STEP 1: Register to vote
Check your status. If you have moved off campus, home or even to a new room in a residence hall, you may be listed as inactive.
Registered outside of Massachusetts? Visit vote.gov to learn about deadlines and requirements in your home state. (Rhode Island neighbors, see links below especially for you.)
STEP 2: Decide how you will vote
Vote by mail
No-excuse early voting by mail is available in all state elections, state primaries, presidential primaries and most local elections. These ballots are known as “Vote by Mail” ballots and can be requested using the Vote by Mail Application. These applications will be pre-addressed to your local election office and postage pre-paid.
After you send in your ballot, make sure to track your ballot.
Massachusetts now has early voting for all state primaries and elections. Early voting is way for you to vote before Election Day, at your own convenience. You can vote early in person or by mail.

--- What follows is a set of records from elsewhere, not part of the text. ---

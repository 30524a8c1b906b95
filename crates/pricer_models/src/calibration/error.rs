//! Calibration error types.
//!
//! Non-convergence is not an error: the calibrator returns its best
//! parameters with `converged == false` and full diagnostics.

use pricer_core::market_data::MarketDataError;
use pricer_core::types::SolverError;
use thiserror::Error;

use crate::models::HestonError;

/// Calibration error type.
#[derive(Error, Debug, Clone, PartialEq)]
pub enum CalibrationError {
    /// Fewer surface points than the calibration needs.
    #[error("Insufficient market data (required: {required}, provided: {provided})")]
    InsufficientData {
        /// Minimum required data points
        required: usize,
        /// Actual data points provided
        provided: usize,
    },

    /// Surface or market snapshot failed validation.
    #[error("Invalid market data: {0}")]
    InvalidSurface(#[from] MarketDataError),

    /// A parameter interval is empty, NaN, or leaves the model's domain.
    #[error("Invalid bounds for {param_name}: [{lower}, {upper}]")]
    InvalidBounds {
        /// Name of the parameter
        param_name: &'static str,
        /// Lower bound
        lower: f64,
        /// Upper bound
        upper: f64,
    },

    /// A calibration setting is out of range.
    #[error("Invalid calibration setting {name} = {value}")]
    InvalidConfig {
        /// Setting name
        name: &'static str,
        /// Offending value
        value: f64,
    },

    /// The starting point is not a valid parameter set.
    #[error("Invalid initial guess: {0}")]
    InvalidInitialGuess(HestonError),

    /// The pricing oracle reported a fatal failure.
    #[error("Oracle failed at expiry {expiry}, strike {strike}: {message}")]
    Oracle {
        /// Expiry of the failing quote (years)
        expiry: f64,
        /// Strike of the failing quote
        strike: f64,
        /// Oracle's description
        message: String,
    },

    /// Strict Feller mode ended on a violating parameter set.
    #[error(
        "Calibrated parameters violate the Feller condition: 2*kappa*theta = {two_kappa_theta:.6e} < sigma^2 = {sigma_squared:.6e}"
    )]
    FellerViolation {
        /// `2 kappa theta` at the solution
        two_kappa_theta: f64,
        /// `sigma^2` at the solution
        sigma_squared: f64,
    },

    /// The optimiser rejected its inputs or hit a numerical failure.
    #[error("Solver error: {0}")]
    Solver(#[from] SolverError),
}

impl CalibrationError {
    /// Create an insufficient data error.
    pub fn insufficient_data(required: usize, provided: usize) -> Self {
        CalibrationError::InsufficientData { required, provided }
    }

    /// Create an invalid bounds error.
    pub fn invalid_bounds(param_name: &'static str, lower: f64, upper: f64) -> Self {
        CalibrationError::InvalidBounds {
            param_name,
            lower,
            upper,
        }
    }

    /// Create a fatal oracle error.
    pub fn oracle(expiry: f64, strike: f64, message: impl Into<String>) -> Self {
        CalibrationError::Oracle {
            expiry,
            strike,
            message: message.into(),
        }
    }

    /// Check if this is a recoverable error.
    ///
    /// Recoverable errors might succeed with a different initial guess
    /// or solver settings.
    pub fn is_recoverable(&self) -> bool {
        matches!(
            self,
            CalibrationError::FellerViolation { .. }
                | CalibrationError::Solver(SolverError::NumericalInstability(_))
        )
    }
}

#[cfg(test)]
mod tests {
    use super::*;

    #[test]
    fn test_insufficient_data_error() {
        let err = CalibrationError::insufficient_data(5, 3);
        let msg = format!("{}", err);
        assert!(msg.contains("5"));
        assert!(msg.contains("3"));
    }

    #[test]
    fn test_oracle_error_message() {
        let err = CalibrationError::oracle(0.5, 110.0, "integration diverged");
        let msg = err.to_string();
        assert!(msg.contains("110"));
        assert!(msg.contains("integration diverged"));
    }

    #[test]
    fn test_surface_error_conversion() {
        let err: CalibrationError = MarketDataError::InvalidStrike { strike: -1.0 }.into();
        assert!(matches!(err, CalibrationError::InvalidSurface(_)));
    }

    #[test]
    fn test_is_recoverable() {
        let feller = CalibrationError::FellerViolation {
            two_kappa_theta: 0.01,
            sigma_squared: 0.09,
        };
        assert!(feller.is_recoverable());
        assert!(CalibrationError::Solver(SolverError::NumericalInstability("NaN".into()))
            .is_recoverable());
        assert!(!CalibrationError::insufficient_data(5, 3).is_recoverable());
        assert!(!CalibrationError::oracle(1.0, 100.0, "fatal").is_recoverable());
    }
}
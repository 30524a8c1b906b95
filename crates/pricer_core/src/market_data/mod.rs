//! Market data snapshots consumed by pricing and calibration.
//!
//! # Components
//!
//! - [`environment`]: Immutable [`MarketEnvironment`] (valuation date, spot,
//!   flat risk-free rate and dividend yield, day count)
//! - [`surface`]: Implied volatility quotes ([`VolSurfacePoint`], [`VolSurface`])
//! - [`error`]: Market data error types ([`MarketDataError`])
//!
//! # Example
//!
//! ```
//! use pricer_core::market_data::{MarketEnvironment, VolSurface, VolSurfacePoint};
//! use pricer_core::types::Date;
//!
//! let env = MarketEnvironment::builder(Date::from_ymd(2024, 7, 20).unwrap(), 100.0)
//!     .risk_free_rate(0.05)
//!     .build()
//!     .unwrap();
//! assert!((env.discount_factor(1.0) - 0.951229).abs() < 1e-5);
//!
//! let surface = VolSurface::new(vec![
//!     VolSurfacePoint::new(1.0, 90.0, 0.24),
//!     VolSurfacePoint::new(1.0, 100.0, 0.21),
//! ])
//! .unwrap();
//! assert_eq!(surface.len(), 2);
//! ```

pub mod environment;
pub mod error;
pub mod surface;

pub use environment::{MarketEnvironment, MarketEnvironmentBuilder};
pub use error::MarketDataError;
pub use surface::{VolSurface, VolSurfacePoint};
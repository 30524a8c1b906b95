//! # Random Number Generation Infrastructure
//!
//! Random variate sources for the Heston path simulator.
//!
//! - **Reproducibility**: every generator is seeded; the same seed gives
//!   the same sequence
//! - **Partitioned streams**: [`PricerRng::for_stream`] derives an
//!   independent generator per work chunk
//! - **Correlation**: [`CorrelatedNormals`] maps independent normals to the
//!   `(z1, z2)` pair driving asset and variance
//!
//! ## Usage Example
//!
//! ```rust
//! use pricer_pricing::rng::{CorrelatedNormals, PricerRng};
//!
//! let mut rng = PricerRng::for_stream(12345, 0);
//! let normals = CorrelatedNormals::new(-0.5).unwrap();
//!
//! let mut drivers = vec![0.0; 2 * 252];
//! normals.fill(&mut rng, &mut drivers);
//! ```

mod correlated;
mod prng;

pub use correlated::{CorrelatedNormals, RngError};
pub use prng::PricerRng;
//! Core time and error types.
//!
//! This module provides:
//! - `time`: `Date` and `DayCountConvention`, the calendar collaborator used
//!   uniformly by discounting and the simulation grid
//! - `error`: Structured error types for date and solver operations
//!
//! # Re-exports
//!
//! - [`Date`], [`DayCountConvention`] from `time`
//! - [`DateError`], [`SolverError`] from `error`

pub mod error;
pub mod time;

pub use error::{DateError, SolverError};
pub use time::{Date, DayCountConvention};
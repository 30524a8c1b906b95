//! # pricer_pricing: Monte Carlo Engine (Layer 3)
//!
//! ## Layer 3 Role
//!
//! pricer_pricing is the top layer of the 3-layer workspace, providing:
//! - Random variate sources: `PricerRng`, `CorrelatedNormals` (`rng`)
//! - Heston path simulation over observation-anchored time grids (`mc::paths`)
//! - Autocallable payoff evaluation with memory and settled fixings (`mc::payoff`)
//! - Chunked, reproducible, parallel aggregation: `MonteCarloPricer` (`mc::pricer`)
//! - TOML engine settings for pricing, calibration and logging (`settings`)
//!
//! ## Layer Integration
//!
//! - Layer 1 (pricer_core): `MarketEnvironment`, `Date`, day counts
//! - Layer 2 (pricer_models): `HestonModel`, `AutocallableNote`, calibration
//!
//! ## Usage Example
//!
//! ```rust
//! use pricer_core::market_data::MarketEnvironment;
//! use pricer_core::types::{Date, DayCountConvention};
//! use pricer_models::instruments::AutocallableNote;
//! use pricer_models::models::HestonParameters;
//! use pricer_pricing::{MonteCarloConfig, MonteCarloPricer};
//!
//! let env = MarketEnvironment::builder(Date::from_ymd(2025, 1, 2).unwrap(), 100.0)
//!     .risk_free_rate(0.02)
//!     .day_count(DayCountConvention::Actual365Fixed)
//!     .build()
//!     .unwrap();
//! let note = AutocallableNote::phoenix(
//!     vec![Date::from_ymd(2026, 1, 2).unwrap()],
//!     1_000_000.0,
//!     100.0,
//!     0.05,
//!     0.7,
//!     0.6,
//! )
//! .build()
//! .unwrap();
//! let params = HestonParameters::new(0.04, 1.5, 0.04, 0.3, -0.6).unwrap();
//!
//! let config = MonteCarloConfig::builder().n_paths(10_000).seed(42).build().unwrap();
//! let result = MonteCarloPricer::new(config).unwrap().price(&params, &env, &note).unwrap();
//!
//! assert!(result.present_value > 900_000.0 && result.present_value < 1_030_000.0);
//! ```
//!
//! ## Logging
//!
//! The engine emits `tracing` events and never installs a subscriber.
//! Hosts choose one, typically filtered by [`settings::LogLevel`].

#![deny(missing_docs)]
#![deny(rustdoc::broken_intra_doc_links)]
#![deny(rustdoc::private_intra_doc_links)]

pub mod mc;
pub mod rng;
pub mod settings;

// Re-export commonly used items for convenience
pub use mc::{MonteCarloConfig, MonteCarloPricer, PricingError, PricingResult};
pub use settings::EngineSettings;
//! Optimisation solvers for model calibration.
//!
//! - [`LevenbergMarquardtSolver`]: box-constrained nonlinear least squares
//! - [`ParameterBounds`]: per-parameter closed intervals
//!
//! The LM solver is configured through [`LMConfig`] and reports its stopping
//! reason as an [`LMTermination`]. Exhausting the iteration budget is a
//! flagged result (`converged == false`), never an error.

mod bounds;
mod levenberg_marquardt;

pub use bounds::ParameterBounds;
pub use levenberg_marquardt::{LMConfig, LMResult, LMTermination, LevenbergMarquardtSolver};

To vote early in person, visit an early voting site in your city or town during the early voting period. Each city and town chooses their own early voting locations and sets their own schedules. All communities are required to offer weekend early voting hours. A listing of early voting schedules and locations for each city and town will be posted on the Massachusetts Secretary of State website no later than five days before early voting begins.
Election Day Voting
The Town of Bridgewater offers election information, including how to vote and including the district, precinct and hours here.
If you reside in the city of Boston, check out the official website guide for more information.
Whether on campus or at home, locate your polling place to cast your vote.
STEP 3: Research candidates and issues
Learn about key issues coming up on the ballot and find candidates that best align with your views.
Become an informed voter.
STEP 4: Bring your ID and show up to vote
You may need to show ID at your polling place if:
- You are voting for the first time in Massachusetts in a federal election.
- You are an inactive voter.
- You are casting a provisional or challenge ballot.
- The poll worker has a reasonable suspicion that leads them to request identification .
Acceptable IDs must include your name and the address at which you are registered to vote. Examples include: driver’s license, state-issued ID card, recent utility bill, rent receipt, lease, a copy of a voter registration affidavit, or any other printed identification that contains a voter's name and address.